Quando penso alla crisi climatica in cui ci siamo cacciati, sovente mi viene in mente la storia della rana bollita. La riassumo per chi non la conoscesse: in un pentolone pieno d’acqua fredda una rana nuota tranquillamente. Il fuoco è acceso sotto la pentola, l’acqua si riscalda pian piano; diventa tiepida, e la rana la trova piuttosto gradevole. Col passare del tempo la temperatura sale, la rana apprezza questo calore. Dopo un po’ però inizia a stancarsi, ma non si spaventa. L’acqua adesso è davvero troppo calda e la rana la trova molto sgradevole, ma si è indebolita, non ha la forza di reagire; allora sopporta e non fa nulla. Intanto la temperatura sale ancora, fino al momento in cui la rana finisce bollita.
Finiremo come la rana bollita? Gli accordi di Parigi del 2015, di cui tanto si è parlato, sono di limitare per fine secolo l’incremento globale di temperatura al di sotto dei 2 °C e possibilmente di non superare 1,5 °C. Questa seconda soglia è già oggi disattesa, anche se per asseverarlo i climatologi devono considerare un congruo numero di anni. Peraltro i processi in atto a livello geopolitico indicano una tendenza all’accelerazione piuttosto che al contenimento dell’effetto serra: si è più interessati alle opportunità commerciali che la sparizione dei ghiacci dà alle rotte artiche, piuttosto che alla decarbonizzazione.

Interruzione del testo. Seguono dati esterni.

//! Zone constraints: per-zone budgets and growth policy.
//!
//! `ZoneConstraints` is the capability the grower consumes. Two
//! implementations are provided:
//! - `ZoneTable`: an explicit, validated per-zone table (optionally drawn at random)
//! - `FormulaConstraints`: budgets derived from a zone index formula

use std::ops::RangeInclusive;

use rand::Rng;

use crate::error::ConfigError;

/// Per-zone growth policy consumed by `ZoneGrower`.
pub trait ZoneConstraints {
    /// Number of zones the grower may create.
    fn max_zones(&self) -> usize;

    /// Global node cap across all zones.
    fn max_total_nodes(&self) -> usize;

    /// Node budget of `zone`.
    fn nodes_for_zone(&self, zone: usize) -> usize;

    /// Requested part count of `zone`.
    fn parts_for_zone(&self, zone: usize) -> usize;

    /// How many parts of later zones may be entered from `zone`.
    fn max_doors_out_for_zone(&self, zone: usize) -> usize;

    /// Corridor zones grow their parts from thread tips.
    fn is_corridor(&self, zone: usize) -> bool;

    /// Flexible zones may trade new parts for expansion and vice versa.
    fn is_flexible_parts(&self, zone: usize) -> bool;
}

/// One row of a constraints table.
#[derive(Debug, Clone, Copy, PartialEq, Eq)]
pub struct ZoneSpec {
    pub nodes: usize,
    pub parts: usize,
    pub max_doors_out: usize,
    pub corridor: bool,
    pub flexible_parts: bool,
}

impl ZoneSpec {
    /// A zone with `nodes` budget and `parts` parts, unlimited doors out.
    pub fn new(nodes: usize, parts: usize) -> Self {
        Self {
            nodes,
            parts,
            max_doors_out: usize::MAX,
            corridor: false,
            flexible_parts: false,
        }
    }

    pub fn doors_out(mut self, max: usize) -> Self {
        self.max_doors_out = max;
        self
    }

    pub fn corridor(mut self) -> Self {
        self.corridor = true;
        self
    }

    pub fn flexible(mut self) -> Self {
        self.flexible_parts = true;
        self
    }
}

/// Validate one zone row against the structural rules.
pub fn validate_spec(zone: usize, spec: &ZoneSpec) -> Result<(), ConfigError> {
    if spec.parts == 0 {
        return Err(ConfigError::ZeroParts { zone });
    }
    if spec.parts > spec.nodes {
        return Err(ConfigError::PartsExceedNodes {
            zone,
            parts: spec.parts,
            nodes: spec.nodes,
        });
    }
    if zone == 0 && spec.parts != 1 {
        return Err(ConfigError::ZoneZeroParts { parts: spec.parts });
    }
    Ok(())
}

/// Validate any constraints implementation zone by zone.
pub fn validate_constraints<C>(constraints: &C) -> Result<(), ConfigError>
where
    C: ZoneConstraints + ?Sized,
{
    for zone in 0..constraints.max_zones() {
        validate_spec(zone, &spec_of(constraints, zone))?;
    }
    Ok(())
}

/// Read a zone's row back out of any constraints implementation.
pub fn spec_of<C>(constraints: &C, zone: usize) -> ZoneSpec
where
    C: ZoneConstraints + ?Sized,
{
    ZoneSpec {
        nodes: constraints.nodes_for_zone(zone),
        parts: constraints.parts_for_zone(zone),
        max_doors_out: constraints.max_doors_out_for_zone(zone),
        corridor: constraints.is_corridor(zone),
        flexible_parts: constraints.is_flexible_parts(zone),
    }
}

/// Explicit per-zone constraints table.
#[derive(Debug, Clone, PartialEq)]
pub struct ZoneTable {
    zones: Vec<ZoneSpec>,
    max_total_nodes: usize,
}

/// Builder for `ZoneTable`; each zone is validated as it is registered.
#[derive(Debug, Clone, Default)]
pub struct ZoneTableBuilder {
    zones: Vec<ZoneSpec>,
    max_total_nodes: Option<usize>,
}

impl ZoneTableBuilder {
    /// Register zone `index`; indices must arrive as 0, 1, 2, ...
    pub fn zone(mut self, index: usize, spec: ZoneSpec) -> Result<Self, ConfigError> {
        if index != self.zones.len() {
            return Err(ConfigError::NonSequentialZone {
                expected: self.zones.len(),
                got: index,
            });
        }
        validate_spec(index, &spec)?;
        self.zones.push(spec);
        Ok(self)
    }

    /// Register the next zone.
    pub fn push(self, spec: ZoneSpec) -> Result<Self, ConfigError> {
        let index = self.zones.len();
        self.zone(index, spec)
    }

    /// Cap the total node count below the sum of zone budgets.
    pub fn max_total_nodes(mut self, cap: usize) -> Self {
        self.max_total_nodes = Some(cap);
        self
    }

    pub fn build(self) -> ZoneTable {
        let budget: usize = self.zones.iter().map(|z| z.nodes).sum();
        ZoneTable {
            max_total_nodes: self.max_total_nodes.unwrap_or(budget),
            zones: self.zones,
        }
    }
}

/// Ranges used by `ZoneTable::randomized`.
#[derive(Debug, Clone)]
pub struct RandomTableParams {
    pub zones: usize,
    pub nodes: RangeInclusive<usize>,
    /// Roughly one part per this many nodes (zone 0 always gets one).
    pub nodes_per_part: usize,
    pub doors_out: RangeInclusive<usize>,
    pub corridor_chance: f64,
    pub flexible_chance: f64,
}

impl Default for RandomTableParams {
    fn default() -> Self {
        Self {
            zones: 4,
            nodes: 8..=24,
            nodes_per_part: 8,
            doors_out: 1..=3,
            corridor_chance: 0.25,
            flexible_chance: 0.5,
        }
    }
}

impl ZoneTable {
    pub fn builder() -> ZoneTableBuilder {
        ZoneTableBuilder::default()
    }

    /// Build a table from rows, validating each one.
    pub fn from_specs(specs: impl IntoIterator<Item = ZoneSpec>) -> Result<Self, ConfigError> {
        let mut builder = Self::builder();
        for spec in specs {
            builder = builder.push(spec)?;
        }
        Ok(builder.build())
    }

    /// Draw a table from `params` using the injected generator.
    pub fn randomized<R>(rng: &mut R, params: &RandomTableParams) -> Result<Self, ConfigError>
    where
        R: Rng + ?Sized,
    {
        if params.nodes.is_empty() || *params.nodes.start() == 0 {
            return Err(ConfigError::InvalidParameter {
                what: "node range must be non-empty and start above zero".to_string(),
            });
        }
        if params.doors_out.is_empty() {
            return Err(ConfigError::InvalidParameter {
                what: "doors-out range must be non-empty".to_string(),
            });
        }
        if params.nodes_per_part == 0 {
            return Err(ConfigError::InvalidParameter {
                what: "nodes_per_part must be at least 1".to_string(),
            });
        }

        let mut builder = Self::builder();
        for zone in 0..params.zones {
            let nodes = rng.gen_range(params.nodes.clone());
            let parts = if zone == 0 {
                1
            } else {
                rng.gen_range(1..=(nodes / params.nodes_per_part).max(1))
            };
            let doors_out = rng.gen_range(params.doors_out.clone());
            let mut spec = ZoneSpec::new(nodes, parts).doors_out(doors_out);
            if zone > 0 && rng.gen_bool(params.corridor_chance.clamp(0.0, 1.0)) {
                spec = spec.corridor();
            }
            if rng.gen_bool(params.flexible_chance.clamp(0.0, 1.0)) {
                spec = spec.flexible();
            }
            builder = builder.zone(zone, spec)?;
        }
        Ok(builder.build())
    }

    pub fn zones(&self) -> &[ZoneSpec] {
        &self.zones
    }

    pub fn zone(&self, zone: usize) -> Option<&ZoneSpec> {
        self.zones.get(zone)
    }
}

impl ZoneConstraints for ZoneTable {
    fn max_zones(&self) -> usize {
        self.zones.len()
    }

    fn max_total_nodes(&self) -> usize {
        self.max_total_nodes
    }

    fn nodes_for_zone(&self, zone: usize) -> usize {
        self.zones.get(zone).map_or(0, |z| z.nodes)
    }

    fn parts_for_zone(&self, zone: usize) -> usize {
        self.zones.get(zone).map_or(0, |z| z.parts)
    }

    fn max_doors_out_for_zone(&self, zone: usize) -> usize {
        self.zones.get(zone).map_or(0, |z| z.max_doors_out)
    }

    fn is_corridor(&self, zone: usize) -> bool {
        self.zones.get(zone).is_some_and(|z| z.corridor)
    }

    fn is_flexible_parts(&self, zone: usize) -> bool {
        self.zones.get(zone).is_some_and(|z| z.flexible_parts)
    }
}

/// Parameters of `FormulaConstraints`.
#[derive(Debug, Clone, PartialEq)]
pub struct FormulaParams {
    pub zones: usize,
    pub base_nodes: usize,
    pub nodes_step: usize,
    pub nodes_per_part: usize,
    pub doors_out: usize,
    /// Every n-th zone (n > 0) is a corridor; zone 0 never is.
    pub corridor_every: Option<usize>,
    pub flexible_parts: bool,
    pub max_total_nodes: Option<usize>,
}

impl Default for FormulaParams {
    fn default() -> Self {
        Self {
            zones: 5,
            base_nodes: 10,
            nodes_step: 4,
            nodes_per_part: 6,
            doors_out: 2,
            corridor_every: None,
            flexible_parts: true,
            max_total_nodes: None,
        }
    }
}

/// Budgets that grow linearly with the zone index.
///
/// `nodes(z) = base_nodes + z * nodes_step`, parts are 1 for zone 0 and
/// `max(1, nodes(z) / nodes_per_part)` otherwise.
#[derive(Debug, Clone, PartialEq)]
pub struct FormulaConstraints {
    params: FormulaParams,
}

impl FormulaConstraints {
    pub fn new(params: FormulaParams) -> Result<Self, ConfigError> {
        if params.nodes_per_part == 0 {
            return Err(ConfigError::InvalidParameter {
                what: "nodes_per_part must be at least 1".to_string(),
            });
        }
        if params.corridor_every == Some(0) {
            return Err(ConfigError::InvalidParameter {
                what: "corridor_every must be at least 1".to_string(),
            });
        }
        let constraints = Self { params };
        validate_constraints(&constraints)?;
        Ok(constraints)
    }

    pub fn params(&self) -> &FormulaParams {
        &self.params
    }
}

impl ZoneConstraints for FormulaConstraints {
    fn max_zones(&self) -> usize {
        self.params.zones
    }

    fn max_total_nodes(&self) -> usize {
        let budget: usize = (0..self.params.zones).map(|z| self.nodes_for_zone(z)).sum();
        self.params.max_total_nodes.unwrap_or(budget)
    }

    fn nodes_for_zone(&self, zone: usize) -> usize {
        self.params.base_nodes + zone * self.params.nodes_step
    }

    fn parts_for_zone(&self, zone: usize) -> usize {
        if zone == 0 {
            1
        } else {
            (self.nodes_for_zone(zone) / self.params.nodes_per_part).max(1)
        }
    }

    fn max_doors_out_for_zone(&self, _zone: usize) -> usize {
        self.params.doors_out
    }

    fn is_corridor(&self, zone: usize) -> bool {
        match self.params.corridor_every {
            Some(n) if zone > 0 => zone % n == 0,
            _ => false,
        }
    }

    fn is_flexible_parts(&self, _zone: usize) -> bool {
        self.params.flexible_parts
    }
}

Penso che quando gli effetti del riscaldamento si faranno insopportabili sarà gioco forza ricorrere alla cosiddetta geoingegneria climatica, ad esempio spargendo aerosol nell’alta atmosfera per schermare la terra di parte della radiazione solare, col fine di compensare il riscaldamento indotto dai gas serra; tutto ciò con possibili “effetti collaterali indesiderati” molto probabili e potenzialmente destabilizzanti dal punto di vista geopolitico. Insomma ci aspettano “tempi interessanti” (Che tu possa vivere in tempi interessanti è un’antica maledizione cinese), e può darsi che finiremo come la rana bollita. Ma non è detto. La storia insegna una sola, grande certezza: che non esistono certezze. La scomparsa di Papa Francesco, grande difensore degli ultimi e della casa comune, introduce un ulteriore elemento di complessità in un quadro non semplice, con un conclave che, grazie alle nomine cardinalizie di Bergoglio, è per la prima volta nella storia veramente cattolico cioè universale, globale. La presidenza Trump sta facendo uno stress test negli USA, in Europa e nel mondo, e – paradossalmente – potrebbe non essere un male. Gli statunitensi devono decidere se accettare una restrizione delle loro libertà democratiche e dei loro diritti, oppure difenderli. In Europa è necessario capire verso quale orizzonte politico, economico e sociale l’Unione deve dirigersi con decisione, e lo stesso discorso vale per l’Italia. Parlo di orizzonte perché è necessaria, anzi indispensabile, una vista molto lunga per governare le sfide che abbiamo di fronte, prima fra tutte quella climatica visto che – oramai è certo – il cambiamento climatico renderà il nostro mondo molto, molto più complicato. E i tempi del clima vanno ben oltre quelli di un essere umano: dunque, considerato che sul clima ci abbiamo messo pesantemente le mani, cerchiamo – almeno – di essere consapevoli di cosa stiamo manovrando.
Certo al momento non è un bel vedere né in Italia né in Europa, né a destra né a sinistra, ma non è da escludere che lo stress test trumpiano disveli energie positive “dormienti” nel vecchio continente – e, spero, anche negli USA. Ancora una volta non sappiamo come andrà a finire, è una partita aperta e, ora più che mai, tutti e ciascuno devono fare la propria parte: rovesciando un motto di Giulio Andreotti, adesso non c’è spazio per “tirare a campare”.